Maceió - Na primeira entrevista que deu depois de eleito senador por Alagoas, o ex-presidente Fernando Collor de Mello (PRTB), 57, disse que no segundo turno da eleição presidencial está mais próximo do presidente Luiz Inácio Lula da Silva (PT) do que do candidato do PSDB, Geraldo Alckmin.
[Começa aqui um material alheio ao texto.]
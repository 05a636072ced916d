//! CLI definition and dispatch.

use chrono_tz::Tz;
use clap::{Parser, Subcommand};
use std::fs;
use std::path::{Path, PathBuf};
use std::process::ExitCode;

use crate::adapters::csv_adapter::CsvAdapter;
use crate::adapters::file_config_adapter::FileConfigAdapter;
use crate::adapters::json_chart_adapter::JsonChartAdapter;
use crate::domain::change_summary::{summarize, ChangeSummary, SUMMARY_PERIOD};
use crate::domain::chart::{compose, ChartSpec, Theme};
use crate::domain::error::TikrscopeError;
use crate::domain::ohlcv::BarSeries;
use crate::domain::period::Period;
use crate::domain::viewer_config::{ViewerConfig, VIEWER_SECTION};
use crate::ports::data_port::DataPort;
use crate::ports::render_port::ChartRenderer;

#[derive(Parser, Debug)]
#[command(name = "tikrscope", about = "Price charts with technical indicator overlays")]
pub struct Cli {
    #[command(subcommand)]
    pub command: Command,
}

#[derive(Subcommand, Debug)]
pub enum Command {
    /// Compose a chart and write it as JSON
    Chart {
        #[arg(short, long)]
        config: Option<PathBuf>,
        /// Defaults to the first configured ticker
        #[arg(short, long)]
        symbol: Option<String>,
        #[arg(long)]
        data_dir: Option<PathBuf>,
        #[arg(short, long)]
        output: Option<PathBuf>,
        #[arg(long)]
        compact: bool,
    },
    /// Print trailing price changes for every configured ticker
    Summary {
        #[arg(short, long)]
        config: Option<PathBuf>,
        #[arg(long)]
        data_dir: Option<PathBuf>,
    },
    /// List symbols with bar files in the data directory
    ListSymbols {
        #[arg(short, long)]
        config: Option<PathBuf>,
        #[arg(long)]
        data_dir: Option<PathBuf>,
    },
    /// Validate a viewer configuration
    Validate {
        #[arg(short, long)]
        config: PathBuf,
    },
}

pub fn run(cli: Cli) -> ExitCode {
    match cli.command {
        Command::Chart {
            config,
            symbol,
            data_dir,
            output,
            compact,
        } => run_chart(
            config.as_deref(),
            symbol.as_deref(),
            data_dir.as_deref(),
            output.as_deref(),
            compact,
        ),
        Command::Summary { config, data_dir } => run_summary(config.as_deref(), data_dir.as_deref()),
        Command::ListSymbols { config, data_dir } => {
            run_list_symbols(config.as_deref(), data_dir.as_deref())
        }
        Command::Validate { config } => run_validate(&config),
    }
}

fn fail(err: TikrscopeError) -> ExitCode {
    eprintln!("error: {err}");
    ExitCode::from(&err)
}

/// Without a path the built-in defaults apply.
pub fn load_viewer_config(path: Option<&Path>) -> Result<ViewerConfig, TikrscopeError> {
    match path {
        Some(path) => {
            log::info!("loading config from {}", path.display());
            let adapter = FileConfigAdapter::from_file(path)?;
            ViewerConfig::from_port(&adapter)
        }
        None => Ok(ViewerConfig::default()),
    }
}

fn resolve_config(
    config_path: Option<&Path>,
    data_dir: Option<&Path>,
) -> Result<ViewerConfig, TikrscopeError> {
    let mut config = load_viewer_config(config_path)?;
    if let Some(dir) = data_dir {
        config.data_dir = dir.to_path_buf();
    }
    Ok(config)
}

/// A failed fetch is reported and treated as "no data".
pub fn fetch_or_empty(data_port: &dyn DataPort, symbol: &str, period: Period, timezone: Tz) -> BarSeries {
    match data_port.fetch_bars(symbol, period, timezone) {
        Ok(series) => series,
        Err(e) => {
            log::warn!("no data for {}: {}", symbol, e);
            BarSeries::empty(symbol.to_uppercase())
        }
    }
}

/// An explicit symbol wins over the first configured ticker.
pub fn chart_symbol(config: &ViewerConfig, symbol: Option<&str>) -> Result<String, TikrscopeError> {
    symbol
        .map(|s| s.trim().to_uppercase())
        .filter(|s| !s.is_empty())
        .or_else(|| config.tickers.first().cloned())
        .ok_or_else(|| TikrscopeError::ConfigInvalid {
            section: VIEWER_SECTION.to_string(),
            key: "tickers".to_string(),
            reason: "no symbol given and no tickers configured".to_string(),
        })
}

pub fn build_chart(
    data_port: &dyn DataPort,
    config: &ViewerConfig,
    symbol: &str,
) -> Result<ChartSpec, TikrscopeError> {
    let series = fetch_or_empty(data_port, symbol, config.period, config.timezone);
    let spec = compose(&series, config.price_style, &config.overlays, config.oscillator)?;
    Ok(spec.with_theme(Theme::from_name(&config.theme)))
}

/// Summaries use their own long fetch so the chart period never truncates a
/// lookback.
pub fn build_summaries(data_port: &dyn DataPort, config: &ViewerConfig) -> Vec<(String, ChangeSummary)> {
    config
        .tickers
        .iter()
        .map(|ticker| {
            let series = fetch_or_empty(data_port, ticker, SUMMARY_PERIOD, config.timezone);
            (ticker.clone(), summarize(&series))
        })
        .collect()
}

/// Signed percentage with two decimals, or `n/a`.
pub fn format_change(change: Option<f64>) -> String {
    match change {
        Some(pct) if pct >= 0.0 => format!("+{:.2}%", pct),
        Some(pct) => format!("{:.2}%", pct),
        None => "n/a".to_string(),
    }
}

pub fn format_summary_line(symbol: &str, summary: &ChangeSummary) -> String {
    let cells: Vec<String> = summary
        .iter()
        .map(|(lookback, change)| format!("{} {:>8}", lookback, format_change(change)))
        .collect();
    format!("{:<8} {}", symbol, cells.join("  "))
}

fn run_chart(
    config_path: Option<&Path>,
    symbol: Option<&str>,
    data_dir: Option<&Path>,
    output: Option<&Path>,
    compact: bool,
) -> ExitCode {
    let config = match resolve_config(config_path, data_dir) {
        Ok(c) => c,
        Err(e) => return fail(e),
    };

    let symbol = match chart_symbol(&config, symbol) {
        Ok(s) => s,
        Err(e) => return fail(e),
    };

    let data_port = CsvAdapter::new(config.data_dir.clone());
    let spec = match build_chart(&data_port, &config, &symbol) {
        Ok(s) => s,
        Err(e) => return fail(e),
    };

    let renderer = if compact {
        JsonChartAdapter::compact()
    } else {
        JsonChartAdapter::new()
    };
    let rendered = match renderer.render(&spec) {
        Ok(r) => r,
        Err(e) => return fail(e),
    };

    match output {
        Some(path) => {
            if let Err(e) = fs::write(path, rendered) {
                return fail(e.into());
            }
            eprintln!("Chart for {} written to {}", symbol, path.display());
        }
        None => println!("{}", rendered),
    }
    ExitCode::SUCCESS
}

fn run_summary(config_path: Option<&Path>, data_dir: Option<&Path>) -> ExitCode {
    let config = match resolve_config(config_path, data_dir) {
        Ok(c) => c,
        Err(e) => return fail(e),
    };

    let data_port = CsvAdapter::new(config.data_dir.clone());
    for (symbol, summary) in build_summaries(&data_port, &config) {
        println!("{}", format_summary_line(&symbol, &summary));
    }
    ExitCode::SUCCESS
}

fn run_list_symbols(config_path: Option<&Path>, data_dir: Option<&Path>) -> ExitCode {
    let config = match resolve_config(config_path, data_dir) {
        Ok(c) => c,
        Err(e) => return fail(e),
    };

    let data_port = CsvAdapter::new(config.data_dir.clone());
    let symbols = match data_port.list_symbols() {
        Ok(s) => s,
        Err(e) => return fail(e),
    };

    if symbols.is_empty() {
        eprintln!("No symbols found in {}", config.data_dir.display());
    } else {
        for symbol in &symbols {
            println!("{}", symbol);
        }
        eprintln!("{} symbols found", symbols.len());
    }
    ExitCode::SUCCESS
}

fn run_validate(config_path: &Path) -> ExitCode {
    match load_viewer_config(Some(config_path)) {
        Ok(config) => {
            eprintln!(
                "Config is valid: {} tickers, {} overlays, oscillator {}",
                config.tickers.len(),
                config.overlays.len(),
                config.oscillator.key()
            );
            ExitCode::SUCCESS
        }
        Err(e) => fail(e),
    }
}
//! Concrete adapter implementations for ports.

pub mod csv_adapter;
pub mod file_config_adapter;
pub mod json_chart_adapter;
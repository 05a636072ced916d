//! Williams %R oscillator.
//!
//! %R = (highest_high - close) / (highest_high - lowest_low) × -100
//! over a trailing window of n bars. Range [-100, 0].
//! Warmup: first (n-1) bars are unavailable; a flat window (high == low)
//! is unavailable too.

use crate::domain::error::TikrscopeError;
use crate::domain::indicator::rolling::{rolling_max, rolling_min};
use crate::domain::indicator::{require_period, IndicatorSeries, IndicatorType};
use crate::domain::ohlcv::Bar;

pub const DEFAULT_PERIOD: usize = 14;

/// Threshold lines drawn alongside %R.
pub const REFERENCE_LEVELS: [f64; 2] = [-20.0, -80.0];

pub fn calculate_williams_r(bars: &[Bar], period: usize) -> Result<IndicatorSeries, TikrscopeError> {
    require_period("williams_r period", period)?;

    let highs: Vec<Option<f64>> = bars.iter().map(|b| Some(b.high)).collect();
    let lows: Vec<Option<f64>> = bars.iter().map(|b| Some(b.low)).collect();
    let highest = rolling_max(&highs, period);
    let lowest = rolling_min(&lows, period);

    let values = bars
        .iter()
        .zip(highest.iter().zip(lowest.iter()))
        .map(|(bar, window)| match window {
            (Some(high), Some(low)) if high != low => {
                Some((high - bar.close) / (high - low) * -100.0)
            }
            _ => None,
        })
        .collect();

    Ok(IndicatorSeries {
        indicator_type: IndicatorType::WilliamsR(period),
        values,
    })
}

#[cfg(test)]
mod tests {
    use super::*;
    use chrono::{Duration, FixedOffset, TimeZone};

    fn make_bar(day: i64, high: f64, low: f64, close: f64) -> Bar {
        let start = FixedOffset::east_opt(0)
            .unwrap()
            .with_ymd_and_hms(2024, 1, 1, 0, 0, 0)
            .unwrap();
        Bar {
            timestamp: start + Duration::days(day),
            open: close,
            high,
            low,
            close,
            volume: 1000.0,
        }
    }

    #[test]
    fn williams_warmup() {
        let bars: Vec<Bar> = (0..5)
            .map(|i| make_bar(i, 110.0 + i as f64, 90.0, 100.0))
            .collect();
        let series = calculate_williams_r(&bars, 3).unwrap();

        assert_eq!(series.get(0), None);
        assert_eq!(series.get(1), None);
        assert!(series.get(2).is_some());
    }

    #[test]
    fn williams_known_value() {
        let bars = vec![
            make_bar(0, 110.0, 100.0, 105.0),
            make_bar(1, 120.0, 95.0, 100.0),
            make_bar(2, 115.0, 105.0, 110.0),
        ];
        let series = calculate_williams_r(&bars, 3).unwrap();
        // high=120, low=95, close=110 → (120-110)/25 × -100 = -40
        assert!((series.get(2).unwrap() + 40.0).abs() < 1e-9);
    }

    #[test]
    fn williams_close_at_high_is_zero() {
        let bars: Vec<Bar> = (0..4)
            .map(|i| {
                let close = 100.0 + i as f64;
                make_bar(i, close, close - 5.0, close)
            })
            .collect();
        let series = calculate_williams_r(&bars, 2).unwrap();
        for (_, v) in series.defined() {
            assert!(v.abs() < f64::EPSILON);
        }
    }

    #[test]
    fn williams_close_at_low_is_minus_hundred() {
        let bars = vec![make_bar(0, 110.0, 100.0, 105.0), make_bar(1, 108.0, 95.0, 95.0)];
        let series = calculate_williams_r(&bars, 2).unwrap();
        assert!((series.get(1).unwrap() + 100.0).abs() < 1e-9);
    }

    #[test]
    fn williams_flat_window_unavailable() {
        let bars: Vec<Bar> = (0..5).map(|i| make_bar(i, 100.0, 100.0, 100.0)).collect();
        let series = calculate_williams_r(&bars, 3).unwrap();
        assert_eq!(series.valid_count(), 0);
    }

    #[test]
    fn williams_zero_period() {
        assert!(calculate_williams_r(&[], 0).is_err());
    }
}
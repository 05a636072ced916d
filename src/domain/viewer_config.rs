//! Viewer configuration, parsed and validated up front.
//!
//! Every key lives in the `[viewer]` section except the bar directory in
//! `[data]`. Missing keys fall back to the defaults below; present but
//! unparseable keys are errors naming the section and key.

use chrono_tz::Tz;
use std::path::PathBuf;

use crate::domain::error::TikrscopeError;
use crate::domain::period::Period;
use crate::domain::selection::{parse_overlays, Oscillator, Overlay, PriceStyle};
use crate::ports::config_port::ConfigPort;

pub const VIEWER_SECTION: &str = "viewer";
pub const DATA_SECTION: &str = "data";

pub const DEFAULT_TICKERS: &str = "NDAQ,SPY";
pub const DEFAULT_TIMEZONE: &str = "Asia/Seoul";
pub const DEFAULT_CHART_TYPE: &str = "line";
pub const DEFAULT_PERIOD: &str = "1y";
pub const DEFAULT_THEME: &str = "default";
pub const DEFAULT_MAIN_INDICATORS: &str = "sma5,sma20,sma60,sma120,vwap";
pub const DEFAULT_SUB_INDICATOR: &str = "williams_r";
pub const DEFAULT_DATA_DIR: &str = "data";

#[derive(Debug, Clone, PartialEq)]
pub struct ViewerConfig {
    pub tickers: Vec<String>,
    pub timezone: Tz,
    pub price_style: PriceStyle,
    pub period: Period,
    pub theme: String,
    pub overlays: Vec<Overlay>,
    pub oscillator: Oscillator,
    pub data_dir: PathBuf,
}

impl Default for ViewerConfig {
    fn default() -> Self {
        Self {
            tickers: vec!["NDAQ".to_string(), "SPY".to_string()],
            timezone: chrono_tz::Asia::Seoul,
            price_style: PriceStyle::Line,
            period: Period::OneYear,
            theme: DEFAULT_THEME.to_string(),
            overlays: vec![
                Overlay::Sma { period: 5 },
                Overlay::Sma { period: 20 },
                Overlay::Sma { period: 60 },
                Overlay::Sma { period: 120 },
                Overlay::Vwap,
            ],
            oscillator: Oscillator::williams_r(),
            data_dir: PathBuf::from(DEFAULT_DATA_DIR),
        }
    }
}

impl ViewerConfig {
    pub fn from_port(config: &dyn ConfigPort) -> Result<Self, TikrscopeError> {
        let tickers = parse_tickers(&viewer_value(config, "tickers", DEFAULT_TICKERS))?;

        let timezone_str = viewer_value(config, "timezone", DEFAULT_TIMEZONE);
        let timezone: Tz = timezone_str
            .trim()
            .parse()
            .map_err(|_| invalid("timezone", format!("unknown IANA timezone '{}'", timezone_str)))?;

        let price_style: PriceStyle = viewer_value(config, "chart_type", DEFAULT_CHART_TYPE)
            .parse()
            .map_err(|e: TikrscopeError| invalid("chart_type", e.to_string()))?;

        let period: Period = viewer_value(config, "period", DEFAULT_PERIOD)
            .parse()
            .map_err(|e: TikrscopeError| invalid("period", e.to_string()))?;

        let overlays = parse_overlays(&viewer_value(config, "main_indicator", DEFAULT_MAIN_INDICATORS))
            .map_err(|e| invalid("main_indicator", e.to_string()))?;

        let oscillator: Oscillator = viewer_value(config, "sub_indicator", DEFAULT_SUB_INDICATOR)
            .parse()
            .map_err(|e: TikrscopeError| invalid("sub_indicator", e.to_string()))?;

        let theme = viewer_value(config, "theme", DEFAULT_THEME).trim().to_string();

        let data_dir = config
            .get_string(DATA_SECTION, "dir")
            .filter(|s| !s.trim().is_empty())
            .unwrap_or_else(|| DEFAULT_DATA_DIR.to_string());

        let parsed = Self {
            tickers,
            timezone,
            price_style,
            period,
            theme,
            overlays,
            oscillator,
            data_dir: PathBuf::from(data_dir.trim()),
        };
        log::info!(
            "viewer config: {} tickers, {} {} chart, period {}, oscillator {}",
            parsed.tickers.len(),
            parsed.timezone,
            parsed.price_style,
            parsed.period,
            parsed.oscillator.key()
        );
        Ok(parsed)
    }
}

fn viewer_value(config: &dyn ConfigPort, key: &str, default: &str) -> String {
    config
        .get_string(VIEWER_SECTION, key)
        .unwrap_or_else(|| default.to_string())
}

fn invalid(key: &str, reason: String) -> TikrscopeError {
    TikrscopeError::ConfigInvalid {
        section: VIEWER_SECTION.to_string(),
        key: key.to_string(),
        reason,
    }
}

/// Comma-separated, trimmed and upper-cased. At least one ticker is required.
pub fn parse_tickers(list: &str) -> Result<Vec<String>, TikrscopeError> {
    let tickers: Vec<String> = list
        .split(',')
        .map(str::trim)
        .filter(|t| !t.is_empty())
        .map(str::to_uppercase)
        .collect();
    if tickers.is_empty() {
        return Err(invalid("tickers", "at least one ticker is required".to_string()));
    }
    Ok(tickers)
}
Collor afirmou que não terá dificuldade em integrar a base de apoio de Lula, caso ele seja reeleito.
O ex-presidente elogiou a condução da política econômica do presidente e disse que ele merece um segundo mandato, apesar da "crônica policial" envolvendo membros de seu partido. "Entre todos os candidatos, entendo que Lula é o que melhor se adapta às necessidades e às circunstâncias do Brasil, tirando a crônica policial", disse.
Collor disse que o atual Congresso não tem "autoridade moral" para julgar as acusações contra o presidente Lula.
"O Congresso não é uma Casa com autoridade moral, pelo menos não esta legislatura, para julgar ninguém, muito menos um presidente eleito com 55 milhões de votos."
Na sua volta à vida pública, o ex-presidente disse que terá uma relação "republicana" com os parlamentares que atuaram no processo de impeachment --"menos em homenagem aos adversários e mais pensando na minha saúde".
Disse que usará a tribuna da Casa para a sua versão para os fatos que culminaram com a sua renúncia à Presidência e vai "virar a página". "Vai ser um momento interessante, vai ser bom. Pelo menos para mim, vai ser muito gratificante", disse.